O governo do Estado deve definir até a próxima terça-feira um índice de reajuste ao salário-mínimo regional.
Trabalhadores exigem um reajuste de 14% e os empresários alegam que só podem conceder 3,54%.
Ficou acertado na reunião desta terça, dia 4, entre o chefe da Casa Civil, Bercílio Silva (PSDB), e o presidente da Assembleia Legislativa, deputado Giovani Cherini (PDT), que o Executivo levaria a proposta ao Parlamento no dia 11.
Nas últimas semanas, Cherini se reuniu com centrais sindicais e entidades patronais para tentar chegar a um consenso sobre o aumento do piso estadual. Entretanto, prevaleceu o impasse entre as partes, já que os trabalhadores exigem um reajuste de 14% e os empresários alegam que só podem conceder 3,54%.
Após o encontro de ontem com o chefe da Casa Civil, o presidente do Legislativo informou que o Piratini pode apresentar um índice definitivo. "O governo estuda propor um percentual fixo, que seria acionado todos os anos para reajustar o piso, por meio de homologação da Assembleia", informou.

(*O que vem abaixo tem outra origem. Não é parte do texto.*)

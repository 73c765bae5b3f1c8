//! # Display Formatting
//!
//! Helpers shared by the terminal and browser front ends so both render
//! prices, timestamps and images the same way.

use chrono::{DateTime, NaiveDate, NaiveDateTime};
use rust_decimal::{Decimal, RoundingStrategy};

pub const CURRENCY_CODE: &str = "KES";

/// Shown when an image is missing or points at a dev server
pub const PLACEHOLDER_IMAGE: &str = "/placeholder.svg";

const DISPLAY_DATE_TIME: &str = "%b %-d, %Y, %H:%M";
const DISPLAY_DATE: &str = "%b %-d, %Y";

/// `KES 1,500`, `KES 1,500.5`, `KES 12,000.75`
///
/// At most two fraction digits, trailing zeros dropped.
pub fn format_currency(amount: Decimal) -> String {
    let rounded = amount
        .round_dp_with_strategy(2, RoundingStrategy::MidpointAwayFromZero)
        .normalize();
    let text = rounded.abs().to_string();
    let (whole, fraction) = match text.split_once('.') {
        Some((whole, fraction)) => (whole, Some(fraction)),
        None => (text.as_str(), None),
    };

    let mut grouped = String::with_capacity(whole.len() + whole.len() / 3);
    for (i, digit) in whole.chars().enumerate() {
        if i > 0 && (whole.len() - i) % 3 == 0 {
            grouped.push(',');
        }
        grouped.push(digit);
    }

    let sign = if rounded.is_sign_negative() && !rounded.is_zero() {
        "-"
    } else {
        ""
    };
    match fraction {
        Some(fraction) => format!("{} {}{}.{}", CURRENCY_CODE, sign, grouped, fraction),
        None => format!("{} {}{}", CURRENCY_CODE, sign, grouped),
    }
}

/// `2025-01-05 14:30:00` or RFC 3339 to `Jan 5, 2025, 14:30`.
///
/// Timestamps keep their own offset. Unparseable input comes back
/// unchanged; empty input becomes `N/A`.
pub fn format_date(input: &str) -> String {
    let trimmed = input.trim();
    if trimmed.is_empty() {
        return "N/A".to_string();
    }

    if let Ok(dt) = DateTime::parse_from_rfc3339(trimmed) {
        return dt.format(DISPLAY_DATE_TIME).to_string();
    }
    for pattern in ["%Y-%m-%d %H:%M:%S%.f", "%Y-%m-%dT%H:%M:%S%.f", "%Y-%m-%d %H:%M"] {
        if let Ok(dt) = NaiveDateTime::parse_from_str(trimmed, pattern) {
            return dt.format(DISPLAY_DATE_TIME).to_string();
        }
    }
    if let Ok(date) = NaiveDate::parse_from_str(trimmed, "%Y-%m-%d") {
        return date.format(DISPLAY_DATE).to_string();
    }

    input.to_string()
}

/// Resolve an image reference for display.
pub fn image_url(url: Option<&str>) -> String {
    let url = match url.map(str::trim) {
        Some(url) if !url.is_empty() => url,
        _ => return PLACEHOLDER_IMAGE.to_string(),
    };

    if url.contains("localhost") || url.contains("127.0.0.1") {
        return PLACEHOLDER_IMAGE.to_string();
    }
    if url.starts_with("http") || url.starts_with("data:") {
        return url.to_string();
    }
    if url.starts_with('/') {
        url.to_string()
    } else {
        format!("/{}", url)
    }
}

/// Badge label for an order's payment status; unknown values pass through
pub fn status_label(status: &str) -> String {
    match status.trim().to_ascii_lowercase().as_str() {
        "completed" => "Completed".to_string(),
        "pending" => "Pending".to_string(),
        "failed" => "Failed".to_string(),
        _ => status.to_string(),
    }
}
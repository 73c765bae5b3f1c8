//! # Phone Number Normalization
//!
//! M-Pesa expects MSISDNs in international form without the `+`
//! (`2547XXXXXXXX`). Payers type local numbers (`07XXXXXXXX`) or drop the
//! leading zero, so every number is normalized before submission.

/// Kenyan country calling code
pub const COUNTRY_CODE: &str = "254";

/// Normalize a payer phone number to `254...` form.
///
/// - leading `0` is replaced by `254`
/// - numbers starting with `254` are left alone
/// - anything else gets `254` prepended
///
/// Surrounding whitespace is trimmed first. Every output starts with `254`,
/// so the function is idempotent.
pub fn normalize_phone_number(input: &str) -> String {
    let trimmed = input.trim();
    if let Some(rest) = trimmed.strip_prefix('0') {
        format!("{}{}", COUNTRY_CODE, rest)
    } else if trimmed.starts_with(COUNTRY_CODE) {
        trimmed.to_string()
    } else {
        format!("{}{}", COUNTRY_CODE, trimmed)
    }
}

#[cfg(test)]
mod tests {
    use super::*;

    #[test]
    fn test_normalization_examples() {
        assert_eq!(normalize_phone_number("0712345678"), "254712345678");
        assert_eq!(normalize_phone_number("712345678"), "254712345678");
        assert_eq!(normalize_phone_number("254712345678"), "254712345678");
        assert_eq!(normalize_phone_number("  0712345678 "), "254712345678");
    }

    #[test]
    fn test_normalization_is_idempotent() {
        let inputs = [
            "",
            "0",
            "00",
            "254",
            "2",
            "25",
            "0254712345678",
            "0712345678",
            "712345678",
            "254712345678",
            " 0712 ",
            "+254712345678",
            "abc",
        ];
        for input in inputs {
            let once = normalize_phone_number(input);
            assert_eq!(normalize_phone_number(&once), once, "input: {:?}", input);
            assert!(once.starts_with(COUNTRY_CODE));
        }
    }
}
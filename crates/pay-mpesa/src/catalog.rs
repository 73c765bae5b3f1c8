//! # Catalog
//!
//! Public artwork and exhibition listings. No credential needed.

use crate::client::ApiClient;
use pay_core::{Artwork, ArtworkList, Exhibition, ExhibitionList, PaymentResult};
use tracing::instrument;

#[derive(Debug, Clone)]
pub struct CatalogClient {
    client: ApiClient,
}

impl CatalogClient {
    pub fn new(client: ApiClient) -> Self {
        Self { client }
    }

    #[instrument(skip(self))]
    pub async fn artworks(&self) -> PaymentResult<Vec<Artwork>> {
        let url = self.client.config().url("/artworks");
        let list: ArtworkList = self.client.get_json(&url, None, "artworks").await?;
        Ok(list.artworks)
    }

    #[instrument(skip(self))]
    pub async fn artwork(&self, id: &str) -> PaymentResult<Artwork> {
        let url = self.client.config().url(&format!("/artworks/{}", id));
        self.client
            .get_json(&url, None, &format!("artwork {}", id))
            .await
    }

    #[instrument(skip(self))]
    pub async fn exhibitions(&self) -> PaymentResult<Vec<Exhibition>> {
        let url = self.client.config().url("/exhibitions");
        let list: ExhibitionList = self.client.get_json(&url, None, "exhibitions").await?;
        Ok(list.exhibitions)
    }

    #[instrument(skip(self))]
    pub async fn exhibition(&self, id: &str) -> PaymentResult<Exhibition> {
        let url = self.client.config().url(&format!("/exhibitions/{}", id));
        self.client
            .get_json(&url, None, &format!("exhibition {}", id))
            .await
    }
}
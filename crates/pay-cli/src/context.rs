//! # Command Context
//!
//! Everything a command needs, built once from flags, environment and
//! the checkout config file.

use crate::cli::Cli;
use crate::config::CliConfig;
use pay_core::{
    load_session, BoxedPaymentGateway, CheckoutWorkflow, FileSessionStore, PaymentResult,
    PollConfig, Session,
};
use pay_mpesa::{
    ApiClient, ApiConfig, AuthClient, CatalogClient, MpesaGateway, OrdersClient, TicketsClient,
};
use std::sync::Arc;

#[derive(Debug, Clone)]
pub struct AppContext {
    pub api: ApiClient,
    pub store: FileSessionStore,
    pub poll_config: PollConfig,
}

impl AppContext {
    pub fn from_cli(cli: &Cli) -> anyhow::Result<Self> {
        let config = CliConfig::load(cli.config.as_deref())?;
        let poll_config = config.poll_config()?;

        let mut api_config = ApiConfig::from_env()?;
        if let Some(url) = &cli.api_url {
            api_config = api_config.with_api_base_url(url.as_str());
        }

        let store = FileSessionStore::new(config.session_file(cli.session_file.clone()));

        tracing::debug!(
            api = %api_config.api_base_url,
            session_file = %store.path().display(),
            ?poll_config,
            "Context ready"
        );

        Ok(Self {
            api: ApiClient::new(api_config)?,
            store,
            poll_config,
        })
    }

    /// Stored session, or `Unauthenticated`
    pub fn session(&self) -> PaymentResult<Session> {
        load_session(&self.store)
    }

    pub fn gateway(&self) -> BoxedPaymentGateway {
        Arc::new(MpesaGateway::new(self.api.clone()))
    }

    pub fn workflow(&self) -> CheckoutWorkflow {
        CheckoutWorkflow::new(self.gateway()).with_poll_config(self.poll_config)
    }

    pub fn auth(&self) -> AuthClient {
        AuthClient::new(self.api.clone())
    }

    pub fn orders(&self) -> OrdersClient {
        OrdersClient::new(self.api.clone())
    }

    pub fn tickets(&self) -> TicketsClient {
        TicketsClient::new(self.api.clone())
    }

    pub fn catalog(&self) -> CatalogClient {
        CatalogClient::new(self.api.clone())
    }
}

Ainda não se sabe o teor da proposta, mas as entidades sindicais apoiam a adoção de critérios fixos para o cálculo do reajuste. "Queremos que leve em conta a inflação e o crescimento da economia", afirma Celso Woyciechowski, presidente da Central Única dos Trabalhadores no Rio Grande do Sul (CUT-RS).
A ideia de se estabelecer um índice fixo não é bem vista pelos empresários. O presidente da Fecomércio, Moacyr Schukster, acredita que um condicionamento do valor não beneficia nenhuma das partes. "É inadequado estabelecer qualquer critério de correção monetária do piso, pois não sabemos o que pode ocorrer no futuro", aponta.
A intenção do Executivo não é entregar o projeto de lei na próxima semana, mas sim apresentar um valor para ser discutido no Parlamento. "Estaremos aqui afinando os números para que haja um consenso negociado dentro da Assembleia", declarou Bercílio, acrescentando que, após a discussão no Legislativo, será enviado o índice acertado para votação.
O valor atual do salário-mínimo no Estado varia de R$ 511,29 a R$ 556,06. O projeto prevê aumento retroativo a 1 de maio.